Your instructions:
From the entries below, copy exactly the lines from the one that contains "request.destination, route.total_distance, legs);" through the one that contains "failing the trip.", both included, and only those.

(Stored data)
Start of Block

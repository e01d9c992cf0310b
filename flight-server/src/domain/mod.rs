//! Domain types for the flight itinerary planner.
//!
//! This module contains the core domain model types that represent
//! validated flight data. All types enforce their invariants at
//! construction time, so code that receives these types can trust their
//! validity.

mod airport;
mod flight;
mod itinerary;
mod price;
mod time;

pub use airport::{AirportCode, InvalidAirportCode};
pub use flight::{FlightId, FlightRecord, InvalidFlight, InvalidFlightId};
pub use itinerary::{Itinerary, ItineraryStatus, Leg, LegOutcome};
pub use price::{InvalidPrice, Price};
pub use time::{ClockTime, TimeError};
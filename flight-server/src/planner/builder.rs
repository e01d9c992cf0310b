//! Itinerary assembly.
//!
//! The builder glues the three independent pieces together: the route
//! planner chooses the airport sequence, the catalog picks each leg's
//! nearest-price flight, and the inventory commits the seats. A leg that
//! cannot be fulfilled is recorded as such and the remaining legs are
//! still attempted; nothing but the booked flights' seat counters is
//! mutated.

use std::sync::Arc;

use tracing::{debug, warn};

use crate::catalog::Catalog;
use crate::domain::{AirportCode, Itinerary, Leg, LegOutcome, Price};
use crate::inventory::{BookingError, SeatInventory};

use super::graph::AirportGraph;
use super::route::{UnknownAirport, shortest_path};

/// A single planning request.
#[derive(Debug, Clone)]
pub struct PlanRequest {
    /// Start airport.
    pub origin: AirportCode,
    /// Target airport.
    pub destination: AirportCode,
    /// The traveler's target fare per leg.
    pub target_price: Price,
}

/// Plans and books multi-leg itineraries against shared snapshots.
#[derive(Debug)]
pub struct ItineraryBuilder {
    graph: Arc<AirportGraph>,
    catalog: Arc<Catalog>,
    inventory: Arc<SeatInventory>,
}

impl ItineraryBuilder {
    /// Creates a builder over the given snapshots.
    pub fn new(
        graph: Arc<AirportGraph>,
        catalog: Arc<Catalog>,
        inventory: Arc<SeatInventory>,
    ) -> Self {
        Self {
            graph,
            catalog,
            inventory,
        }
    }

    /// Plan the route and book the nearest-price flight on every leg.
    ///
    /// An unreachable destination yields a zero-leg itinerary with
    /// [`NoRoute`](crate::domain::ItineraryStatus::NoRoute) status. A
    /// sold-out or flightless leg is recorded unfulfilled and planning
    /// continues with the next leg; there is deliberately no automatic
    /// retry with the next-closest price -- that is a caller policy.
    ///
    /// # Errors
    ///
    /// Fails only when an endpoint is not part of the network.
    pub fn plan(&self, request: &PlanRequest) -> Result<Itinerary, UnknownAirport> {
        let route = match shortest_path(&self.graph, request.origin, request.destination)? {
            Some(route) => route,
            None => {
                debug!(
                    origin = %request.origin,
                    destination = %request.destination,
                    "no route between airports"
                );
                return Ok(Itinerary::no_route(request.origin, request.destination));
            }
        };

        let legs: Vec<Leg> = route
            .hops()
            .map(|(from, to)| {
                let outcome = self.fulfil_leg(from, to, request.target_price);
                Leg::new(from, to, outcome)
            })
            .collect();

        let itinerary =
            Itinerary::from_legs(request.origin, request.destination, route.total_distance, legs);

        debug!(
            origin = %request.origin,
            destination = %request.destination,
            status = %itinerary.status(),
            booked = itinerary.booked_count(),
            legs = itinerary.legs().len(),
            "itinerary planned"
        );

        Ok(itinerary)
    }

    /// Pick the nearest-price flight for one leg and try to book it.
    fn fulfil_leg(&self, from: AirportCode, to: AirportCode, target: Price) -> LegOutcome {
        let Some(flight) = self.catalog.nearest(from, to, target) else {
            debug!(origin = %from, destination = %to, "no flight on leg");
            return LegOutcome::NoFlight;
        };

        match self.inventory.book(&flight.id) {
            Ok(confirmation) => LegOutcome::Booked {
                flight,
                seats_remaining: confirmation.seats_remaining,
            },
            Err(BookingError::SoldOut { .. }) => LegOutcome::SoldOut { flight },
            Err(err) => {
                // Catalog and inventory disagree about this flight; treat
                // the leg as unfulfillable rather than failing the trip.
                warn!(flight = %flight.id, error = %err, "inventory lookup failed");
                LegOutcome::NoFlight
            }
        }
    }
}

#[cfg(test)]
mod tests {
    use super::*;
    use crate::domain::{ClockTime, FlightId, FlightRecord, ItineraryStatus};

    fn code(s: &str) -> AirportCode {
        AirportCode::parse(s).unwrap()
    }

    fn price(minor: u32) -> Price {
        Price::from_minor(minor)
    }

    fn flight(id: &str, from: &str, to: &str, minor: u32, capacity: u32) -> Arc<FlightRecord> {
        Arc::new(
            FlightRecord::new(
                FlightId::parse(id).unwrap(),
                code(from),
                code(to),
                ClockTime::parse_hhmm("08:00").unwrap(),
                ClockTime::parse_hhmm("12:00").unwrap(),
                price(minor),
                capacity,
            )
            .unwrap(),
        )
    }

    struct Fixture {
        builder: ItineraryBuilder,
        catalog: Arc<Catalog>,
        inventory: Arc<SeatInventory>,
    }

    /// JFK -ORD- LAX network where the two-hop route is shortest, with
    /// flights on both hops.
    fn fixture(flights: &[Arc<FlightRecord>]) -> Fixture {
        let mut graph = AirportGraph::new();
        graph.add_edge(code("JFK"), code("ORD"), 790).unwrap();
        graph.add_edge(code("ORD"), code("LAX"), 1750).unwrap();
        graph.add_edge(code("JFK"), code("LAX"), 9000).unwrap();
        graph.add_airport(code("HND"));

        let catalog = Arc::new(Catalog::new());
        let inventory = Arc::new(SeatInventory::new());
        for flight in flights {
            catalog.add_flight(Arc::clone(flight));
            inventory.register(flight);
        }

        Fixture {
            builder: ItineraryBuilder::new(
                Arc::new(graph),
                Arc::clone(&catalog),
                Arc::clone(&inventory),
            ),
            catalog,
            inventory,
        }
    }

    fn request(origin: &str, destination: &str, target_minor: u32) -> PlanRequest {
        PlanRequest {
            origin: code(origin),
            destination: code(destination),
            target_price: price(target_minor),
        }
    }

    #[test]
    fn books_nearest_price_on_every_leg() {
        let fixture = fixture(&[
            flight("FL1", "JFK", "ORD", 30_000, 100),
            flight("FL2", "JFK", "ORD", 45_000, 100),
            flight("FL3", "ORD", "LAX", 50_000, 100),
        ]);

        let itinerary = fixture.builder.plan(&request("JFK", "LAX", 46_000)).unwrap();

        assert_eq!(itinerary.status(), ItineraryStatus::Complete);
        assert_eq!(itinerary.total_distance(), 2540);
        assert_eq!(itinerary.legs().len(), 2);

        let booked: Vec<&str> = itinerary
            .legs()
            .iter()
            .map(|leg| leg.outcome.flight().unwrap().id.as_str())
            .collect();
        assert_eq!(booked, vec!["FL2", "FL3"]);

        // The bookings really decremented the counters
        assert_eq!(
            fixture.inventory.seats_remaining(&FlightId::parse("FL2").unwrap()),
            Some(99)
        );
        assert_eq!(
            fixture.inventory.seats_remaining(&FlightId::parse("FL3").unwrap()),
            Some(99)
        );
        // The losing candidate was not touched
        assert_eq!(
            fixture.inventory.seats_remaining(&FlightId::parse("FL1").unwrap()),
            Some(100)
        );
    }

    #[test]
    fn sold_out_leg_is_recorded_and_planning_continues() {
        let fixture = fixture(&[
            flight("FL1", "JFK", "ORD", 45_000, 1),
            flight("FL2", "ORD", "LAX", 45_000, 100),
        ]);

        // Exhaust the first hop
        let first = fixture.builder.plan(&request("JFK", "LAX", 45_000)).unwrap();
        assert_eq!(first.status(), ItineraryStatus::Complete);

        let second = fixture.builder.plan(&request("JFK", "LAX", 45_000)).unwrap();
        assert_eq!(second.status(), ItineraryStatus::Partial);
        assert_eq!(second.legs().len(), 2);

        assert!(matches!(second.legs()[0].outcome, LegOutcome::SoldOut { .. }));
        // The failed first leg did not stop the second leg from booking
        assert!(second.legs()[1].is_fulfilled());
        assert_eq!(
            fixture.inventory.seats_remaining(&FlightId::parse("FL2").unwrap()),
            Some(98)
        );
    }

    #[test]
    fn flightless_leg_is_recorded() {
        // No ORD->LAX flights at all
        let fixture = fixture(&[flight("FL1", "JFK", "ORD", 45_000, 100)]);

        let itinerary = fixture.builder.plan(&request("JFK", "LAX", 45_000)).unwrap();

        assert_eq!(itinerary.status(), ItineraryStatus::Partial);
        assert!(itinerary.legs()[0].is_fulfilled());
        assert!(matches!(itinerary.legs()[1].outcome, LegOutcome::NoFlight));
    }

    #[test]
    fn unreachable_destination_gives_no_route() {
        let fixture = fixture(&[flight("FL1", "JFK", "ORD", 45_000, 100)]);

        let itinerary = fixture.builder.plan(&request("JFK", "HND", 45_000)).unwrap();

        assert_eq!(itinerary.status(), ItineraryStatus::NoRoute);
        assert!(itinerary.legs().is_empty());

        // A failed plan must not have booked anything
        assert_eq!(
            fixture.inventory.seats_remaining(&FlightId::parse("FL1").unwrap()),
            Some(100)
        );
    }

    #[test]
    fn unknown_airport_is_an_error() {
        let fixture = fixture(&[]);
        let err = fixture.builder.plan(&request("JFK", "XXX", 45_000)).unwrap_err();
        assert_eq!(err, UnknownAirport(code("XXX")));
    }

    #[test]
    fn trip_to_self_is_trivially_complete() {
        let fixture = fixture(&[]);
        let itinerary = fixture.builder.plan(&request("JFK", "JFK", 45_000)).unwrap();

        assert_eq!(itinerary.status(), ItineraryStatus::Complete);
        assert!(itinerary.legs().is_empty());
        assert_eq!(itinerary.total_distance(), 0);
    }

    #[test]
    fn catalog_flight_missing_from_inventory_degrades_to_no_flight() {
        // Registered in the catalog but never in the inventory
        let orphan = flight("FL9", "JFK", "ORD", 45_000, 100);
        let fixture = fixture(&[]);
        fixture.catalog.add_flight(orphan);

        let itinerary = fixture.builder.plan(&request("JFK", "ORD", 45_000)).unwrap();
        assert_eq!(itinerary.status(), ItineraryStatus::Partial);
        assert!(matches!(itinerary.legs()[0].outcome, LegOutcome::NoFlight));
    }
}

End of Block

Response to the exercise:
            Itinerary::from_legs(request.origin, request.destination, route.total_distance, legs);

        debug!(
            origin = %request.origin,
            destination = %request.destination,
            status = %itinerary.status(),
            booked = itinerary.booked_count(),
            legs = itinerary.legs().len(),
            "itinerary planned"
        );

        Ok(itinerary)
    }

    /// Pick the nearest-price flight for one leg and try to book it.
    fn fulfil_leg(&self, from: AirportCode, to: AirportCode, target: Price) -> LegOutcome {
        let Some(flight) = self.catalog.nearest(from, to, target) else {
            debug!(origin = %from, destination = %to, "no flight on leg");
            return LegOutcome::NoFlight;
        };

        match self.inventory.book(&flight.id) {
            Ok(confirmation) => LegOutcome::Booked {
                flight,
                seats_remaining: confirmation.seats_remaining,
            },
            Err(BookingError::SoldOut { .. }) => LegOutcome::SoldOut { flight },
            Err(err) => {
                // Catalog and inventory disagree about this flight; treat
                // the leg as unfulfillable rather than failing the trip.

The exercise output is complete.